//! Document schemas and the store-native document representation.
//!
//! A schema is an ordered list of [`Field`](crate::field::Field)s. A
//! [`Document`] type pairs a schema with the typed struct it describes and
//! converts between the two. Nested collections of sub-documents are a field
//! kind of their own, [`Nested`].

use std::marker::PhantomData;

use serde_json::{Map, Value, json};

use crate::{
  Error, Result, ValidationErrors,
  field::{FieldKind, RawField, type_name},
  path::FieldPath,
};

/// A document as the store sees it: field name to store-native value.
pub type StoreDocument = Map<String, Value>;

// ─── Schema ──────────────────────────────────────────────────────────────────

/// An ordered set of named fields.
pub struct Schema {
  name:   &'static str,
  fields: &'static [&'static dyn RawField],
}

impl Schema {
  pub const fn new(
    name: &'static str,
    fields: &'static [&'static dyn RawField],
  ) -> Self {
    Self { name, fields }
  }

  pub fn name(&self) -> &'static str { self.name }

  pub fn fields(&self) -> impl Iterator<Item = &'static dyn RawField> + '_ {
    self.fields.iter().copied()
  }

  pub fn field_names(&self) -> Vec<&'static str> {
    self.fields().map(|f| f.name()).collect()
  }

  /// The `properties` object of the index mapping, in field order.
  pub fn properties(&self) -> Map<String, Value> {
    self
      .fields()
      .map(|f| (f.name().to_owned(), f.mapping()))
      .collect()
  }

  /// Check every field of a store document, collecting all violations.
  /// Keys the schema does not declare are ignored.
  pub fn validate_document(
    &self,
    doc: &StoreDocument,
  ) -> Result<(), ValidationErrors> {
    let mut errors = ValidationErrors::default();
    for field in self.fields() {
      errors.check(field.validate_raw(doc.get(field.name())));
    }
    errors.into_result()
  }
}

impl std::fmt::Debug for Schema {
  fn fmt(&self, f: &mut std::fmt::Formatter<'_>) -> std::fmt::Result {
    f.debug_struct("Schema")
      .field("name", &self.name)
      .field("fields", &self.field_names())
      .finish()
  }
}

// ─── Document ────────────────────────────────────────────────────────────────

/// A typed record with a fixed schema.
pub trait Document:
  Sized + Clone + PartialEq + std::fmt::Debug + Send + Sync + 'static
{
  fn schema() -> &'static Schema;

  /// Validate every field, reporting all violations at once.
  fn validate(&self) -> Result<(), ValidationErrors>;

  /// Convert to the store-native form. Fails on the first required field
  /// holding null or the first value that cannot be represented.
  fn encode(&self) -> Result<StoreDocument>;

  /// Convert from the store-native form. Fails on the first field that
  /// cannot be decoded; the error names that field.
  fn decode(doc: &StoreDocument) -> Result<Self>;

  /// Validate a store document without decoding it.
  fn validate_document(doc: &StoreDocument) -> Result<(), ValidationErrors> {
    Self::schema().validate_document(doc)
  }

  /// The index mapping for this document type.
  fn mapping() -> Value { json!({ "properties": Self::schema().properties() }) }
}

/// A root document persisted under a fixed index.
pub trait IndexedDocument: Document {
  /// Name of the index every document of this type lives in.
  const INDEX: &'static str;

  /// The store key of this document: its identifier in canonical form.
  fn document_id(&self) -> Result<String>;
}

// ─── Nested collections ──────────────────────────────────────────────────────

/// An ordered collection of sub-documents stored inline in the parent.
pub struct Nested<D>(PhantomData<fn() -> D>);

impl<D> Nested<D> {
  pub const fn new() -> Self { Self(PhantomData) }
}

impl<D> Clone for Nested<D> {
  fn clone(&self) -> Self { *self }
}

impl<D> Copy for Nested<D> {}

impl<D> std::fmt::Debug for Nested<D> {
  fn fmt(&self, f: &mut std::fmt::Formatter<'_>) -> std::fmt::Result {
    write!(f, "Nested<{}>", std::any::type_name::<D>())
  }
}

fn element(index: usize) -> FieldPath { FieldPath::root().index(index) }

fn elements(raw: &Value) -> Result<&[Value]> {
  raw.as_array().map(Vec::as_slice).ok_or(Error::UnexpectedType {
    expected: "array",
    found:    type_name(raw),
  })
}

fn element_object(raw: &Value) -> Result<&StoreDocument> {
  raw.as_object().ok_or(Error::UnexpectedType {
    expected: "object",
    found:    type_name(raw),
  })
}

impl<D: Document> FieldKind for Nested<D> {
  type Value = Vec<D>;

  fn mapping(&self) -> Value {
    json!({ "type": "nested", "properties": D::schema().properties() })
  }

  fn encode(&self, value: &Vec<D>) -> Result<Value> {
    value
      .iter()
      .enumerate()
      .map(|(i, doc)| {
        doc
          .encode()
          .map(Value::Object)
          .map_err(|e| e.at(&element(i)))
      })
      .collect::<Result<Vec<_>>>()
      .map(Value::Array)
  }

  fn decode(&self, raw: &Value) -> Result<Vec<D>> {
    elements(raw)?
      .iter()
      .enumerate()
      .map(|(i, item)| {
        element_object(item)
          .and_then(D::decode)
          .map_err(|e| e.at(&element(i)))
      })
      .collect()
  }

  fn check(&self, value: &Vec<D>) -> Result<()> {
    let mut errors = ValidationErrors::default();
    for (i, doc) in value.iter().enumerate() {
      if let Err(e) = doc.validate() {
        errors.push(Error::Validation(e).at(&element(i)));
      }
    }
    errors.into_result().map_err(Error::Validation)
  }

  fn validate_raw(&self, raw: &Value) -> Result<()> {
    let mut errors = ValidationErrors::default();
    for (i, item) in elements(raw)?.iter().enumerate() {
      let outcome = element_object(item)
        .and_then(|doc| D::validate_document(doc).map_err(Error::Validation));
      errors.check(outcome.map_err(|e| e.at(&element(i))));
    }
    errors.into_result().map_err(Error::Validation)
  }
}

*****

• WHAT TO WORK ON: Copy each line in the entries above where "enumerate" turns up.

• TASK OUTPUT:
      .enumerate()
      .enumerate()
    for (i, doc) in value.iter().enumerate() {
    for (i, item) in elements(raw)?.iter().enumerate() {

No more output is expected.